Bot Infestations Reach Nearly 1.2M
mengel writes "According to the folks at SecurityFocus the number of bot-infested systems has surged to nearly 1.2 million. This after a
big drop in December when lots of people replaced/upgraded
systems. Time to upgrade your spam filtering software, the onslaught is coming."
These bots could be greatly limited with proper tweaking of liability laws. Under current laws, if I leave a pool or a car unsecured and somebody else gets injured or killed, I can be found totally or partially liable. But if I leave my computer unsecured and someone else uses it to cause harm to third parties, I'm in the clear.
..It's more like "time to put an ad in the paper, an onslaught of new customers is coming!" I wish I still had time to do spyware removals and clean up infested computers. Easy money for those who have the time and are willing to make housecalls.
Thanks to the War on Drugs, it's easier to buy meth than it is to buy cold medicine!
The article speaks of "bot-infested systems". Call a spade a spade. These
are bot-infested PCs running MS Windows. They make life hell for the rest of
us.
In another reply I saw someone suggest ISPs sending automated snail mail notices to users who's machines have been owned.
I'll go one better. Cut the fucking thing off the net until the user fixes the problem.
I fail to see why it seems to hard to detect these things. When an ISP sees a machine go from sending out 4 or 5 emails a day to spitting out thousands of emails every hour, it should be obvious there's a problem.
Also, close the damn mail ports off. If a customer wants to host their own email server at home, fine...but make them call in and request that the port be opened. And make it clear that if their machine gets owned, they get cut off and fined before access will be reconnected.
And finally, spam has been a problem for years...how come the MTAs haven't been rewritten to not allow header forging, etc, in all that time? Isn't this supposed to be one of the big advantages of open source and open protocols?
I want a new quote. One that won't spill. One that don't cost too much. Or come in a pill.
Absolute majority of spam now comes from desktops infected with mailing software. So no, in this case, the spammer won't simply relay through the ISP's mail servers. The reason they infect boxes in the first place is so that they can mail directly from all those IPs. The reasoning in your link is really outdated.
I run a gnu/linux based operating system, and I don't forsee that I will ever run antivirus software on it. Yes, even if people actually start writing viruses that target it.
I don't look at automated breaches of security as any special case. A security breach is a security breach. Crack attempts, spyware, adware, malware, viruses, trogans, blah blah... it's all the same problem: stopping unauthorised code running on your machine.

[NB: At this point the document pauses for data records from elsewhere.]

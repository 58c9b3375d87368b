//! Write batches and their undo journal.

use super::Store;
use grantview_core::{EngineError, Result, Row, RowId, Value};

/// A single undo record.
#[derive(Clone, Debug)]
enum JournalEntry {
    /// A row was inserted; undo removes it.
    Insert { row_id: RowId },
    /// A row was updated; undo restores `old`.
    Update { old: Row },
    /// A row was deleted; undo puts it back.
    Delete { row: Row },
}

/// The set of writes applied by one [`MemoryEngine::advance`] call.
///
/// Values are validated against the schema as they are written. If the
/// closure passed to `advance` fails, every write already made through the
/// batch is rolled back and no notification is sent.
///
/// [`MemoryEngine::advance`]: super::MemoryEngine::advance
pub struct Batch<'a> {
    store: &'a mut Store,
    journal: Vec<JournalEntry>,
}

impl<'a> Batch<'a> {
    pub(super) fn new(store: &'a mut Store) -> Self {
        Self {
            store,
            journal: Vec::new(),
        }
    }

    /// Inserts a row and returns its id.
    pub fn insert(&mut self, values: Vec<Value>) -> Result<RowId> {
        let values = self.store.validate(values)?;
        let row_id = self.store.next_id;
        self.store.next_id += 1;
        self.store.rows.insert(row_id, Row::new(row_id, values));
        self.journal.push(JournalEntry::Insert { row_id });
        Ok(row_id)
    }

    /// Replaces every value of an existing row.
    pub fn update(&mut self, row_id: RowId, values: Vec<Value>) -> Result<()> {
        let values = self.store.validate(values)?;
        let row = self.store.rows.get_mut(&row_id).ok_or_else(|| missing(row_id))?;
        let old = row.clone();
        let mut updated = Row::new_with_version(row_id, old.version(), values);
        updated.increment_version();
        *row = updated;
        self.journal.push(JournalEntry::Update { old });
        Ok(())
    }

    /// Sets one column of an existing row.
    pub fn set(&mut self, row_id: RowId, column: &str, value: Value) -> Result<()> {
        let column = self.store.schema.require_column(column)?;
        let value = Store::validate_cell(column, value)?;
        let index = column.index();
        let row = self.store.rows.get_mut(&row_id).ok_or_else(|| missing(row_id))?;
        let old = row.clone();
        row.set(index, value);
        row.increment_version();
        self.journal.push(JournalEntry::Update { old });
        Ok(())
    }

    /// Deletes a row.
    pub fn delete(&mut self, row_id: RowId) -> Result<()> {
        let row = self.store.rows.remove(&row_id).ok_or_else(|| missing(row_id))?;
        self.journal.push(JournalEntry::Delete { row });
        Ok(())
    }

    /// Undoes every write in reverse order.
    pub(super) fn rollback(self, next_id: RowId) {
        for entry in self.journal.into_iter().rev() {
            match entry {
                JournalEntry::Insert { row_id } => {
                    self.store.rows.remove(&row_id);
                }
                JournalEntry::Update { old } => {
                    self.store.rows.insert(old.id(), old);
                }
                JournalEntry::Delete { row } => {
                    self.store.rows.insert(row.id(), row);
                }
            }
        }
        self.store.next_id = next_id;
    }

    /// Number of writes made through the batch.
    pub(super) fn writes(&self) -> usize {
        self.journal.len()
    }
}

fn missing(row_id: RowId) -> EngineError {
    EngineError::invalid_operation(format!("Row {} does not exist", row_id))
}
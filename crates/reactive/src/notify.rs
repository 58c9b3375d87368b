//! Notification contexts.
//!
//! A `NotificationContext` is the place where change callbacks actually run.
//! Engine activity (for example a background sync writer) only *posts* jobs;
//! whoever owns the context drains them, either explicitly with
//! [`NotificationContext::run_pending`] from its own loop or by handing the
//! context to a [`Dispatcher`] thread.
//!
//! Jobs run in the order they were posted. Draining is serialized across
//! threads, so two drainers never interleave jobs from the same context. The
//! drain lock is reentrant: a callback may drain its own context. A job that
//! panics is logged and skipped; the jobs behind it still run.

use parking_lot::{Condvar, Mutex, ReentrantMutex};
use std::collections::VecDeque;
use std::panic::{self, AssertUnwindSafe};
use std::sync::atomic::{AtomicBool, Ordering};
use std::sync::Arc;
use std::thread::{self, JoinHandle};
use std::time::{Duration, Instant};

/// A unit of work posted to a context.
pub type Job = Box<dyn FnOnce() + Send + 'static>;

struct Shared {
    name: String,
    queue: Mutex<VecDeque<Job>>,
    ready: Condvar,
    drain: ReentrantMutex<()>,
    closed: AtomicBool,
}

/// A FIFO execution context for change notifications.
///
/// Cloning yields another handle to the same queue.
#[derive(Clone)]
pub struct NotificationContext {
    shared: Arc<Shared>,
}

impl NotificationContext {
    /// Creates a new, empty context.
    pub fn new(name: impl Into<String>) -> Self {
        Self {
            shared: Arc::new(Shared {
                name: name.into(),
                queue: Mutex::new(VecDeque::new()),
                ready: Condvar::new(),
                drain: ReentrantMutex::new(()),
                closed: AtomicBool::new(false),
            }),
        }
    }

    /// Returns the context name.
    pub fn name(&self) -> &str {
        &self.shared.name
    }

    /// Queues a job. Jobs posted after [`close`](Self::close) are dropped.
    pub fn post(&self, job: Job) {
        if self.is_closed() {
            tracing::trace!(context = %self.shared.name, "dropping job posted to closed context");
            return;
        }
        self.shared.queue.lock().push_back(job);
        self.shared.ready.notify_all();
    }

    /// Returns the number of queued jobs.
    pub fn pending(&self) -> usize {
        self.shared.queue.lock().len()
    }

    /// Returns whether the context has been closed.
    pub fn is_closed(&self) -> bool {
        self.shared.closed.load(Ordering::Acquire)
    }

    /// Runs every job that was queued when the call started.
    ///
    /// Jobs posted by those jobs wait for the next drain. Returns the number
    /// of jobs run.
    pub fn run_pending(&self) -> usize {
        let _drain = self.shared.drain.lock();
        let budget = self.pending();
        let mut ran = 0;
        while ran < budget {
            let job = self.shared.queue.lock().pop_front();
            match job {
                Some(job) => {
                    if let Err(payload) = panic::catch_unwind(AssertUnwindSafe(job)) {
                        tracing::error!(
                            context = %self.shared.name,
                            panic = panic_message(payload.as_ref()),
                            "notification job panicked"
                        );
                    }
                    ran += 1;
                }
                None => break,
            }
        }
        if ran > 0 {
            tracing::trace!(context = %self.shared.name, jobs = ran, "drained notifications");
        }
        ran
    }

    /// Blocks until a job is queued, the context is closed, or `timeout`
    /// elapses. Returns true if jobs are pending.
    pub fn wait(&self, timeout: Duration) -> bool {
        let deadline = Instant::now() + timeout;
        let mut queue = self.shared.queue.lock();
        while queue.is_empty() && !self.is_closed() {
            if self.shared.ready.wait_until(&mut queue, deadline).timed_out() {
                break;
            }
        }
        !queue.is_empty()
    }

    /// Drains jobs as they arrive until none shows up for `idle`.
    /// Returns the total number of jobs run.
    pub fn run_until_idle(&self, idle: Duration) -> usize {
        let mut total = 0;
        loop {
            total += self.run_pending();
            if !self.wait(idle) {
                return total;
            }
        }
    }

    /// Closes the context: queued jobs are discarded and later posts are
    /// ignored. Wakes any waiting dispatcher.
    pub fn close(&self) {
        self.shared.closed.store(true, Ordering::Release);
        let discarded: Vec<Job> = self.shared.queue.lock().drain(..).collect();
        self.shared.ready.notify_all();
        drop(discarded);
    }

    /// Starts a thread, named after the context, that drains it until the
    /// returned guard is dropped or the context is closed.
    pub fn spawn_dispatcher(&self) -> std::io::Result<Dispatcher> {
        let stop = Arc::new(AtomicBool::new(false));
        let context = self.clone();
        let thread_stop = Arc::clone(&stop);
        let handle = thread::Builder::new()
            .name(self.shared.name.clone())
            .spawn(move || {
                tracing::debug!(context = %context.name(), "dispatcher started");
                while !thread_stop.load(Ordering::Acquire) && !context.is_closed() {
                    if context.wait(Duration::from_millis(50)) {
                        context.run_pending();
                    }
                }
                tracing::debug!(context = %context.name(), "dispatcher stopped");
            })?;
        Ok(Dispatcher {
            context: self.clone(),
            stop,
            handle: Some(handle),
        })
    }
}

fn panic_message(payload: &(dyn std::any::Any + Send)) -> &str {
    if let Some(message) = payload.downcast_ref::<&str>() {
        message
    } else if let Some(message) = payload.downcast_ref::<String>() {
        message
    } else {
        "<non-string panic>"
    }
}

impl core::fmt::Debug for NotificationContext {
    fn fmt(&self, f: &mut core::fmt::Formatter<'_>) -> core::fmt::Result {
        f.debug_struct("NotificationContext")
            .field("name", &self.shared.name)
            .field("pending", &self.pending())
            .field("closed", &self.is_closed())
            .finish()
    }
}

/// Guard for a thread draining a [`NotificationContext`].
///
/// Dropping it stops the thread after the job in progress, if any.
pub struct Dispatcher {
    context: NotificationContext,
    stop: Arc<AtomicBool>,
    handle: Option<JoinHandle<()>>,
}

impl Dispatcher {
    /// Returns the context this dispatcher drains.
    pub fn context(&self) -> &NotificationContext {
        &self.context
    }
}

impl Drop for Dispatcher {
    fn drop(&mut self) {
        self.stop.store(true, Ordering::Release);
        self.context.shared.ready.notify_all();
        if let Some(handle) = self.handle.take() {
            // Dropped from one of its own callbacks: the loop exits on its own.
            if handle.thread().id() != thread::current().id() && handle.join().is_err() {
                tracing::error!(context = %self.context.name(), "dispatcher thread panicked");
            }
        }
    }
}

If my mail client has a bug that allows remote code execution, the mail client is faulty and must be patched. If my browser has a bug that allows a remote site to snatch files off my local filesystem, then my browser is faulty as must be patched. If I, FSM forbid, stupidly download and run some malicious application then I am faulty and must be "patched".
I have all non-essential services turned off, I run a firewall, I keep all my applications up to date with security patches, and I only install software from my distribution's repositry.
I don't care how much money they are making for some big security companies, these "anti-virus" applications that people are so obsessed with running on windows are just an ambulance at the bottom of the cliff.
There is something fundamentally flawed with the idea of waiting until your security has already been breached and then trying to clean up after the fact. Once it's breached that's it, game over - reformat, reinstall O/S, and replace data with last known good backup.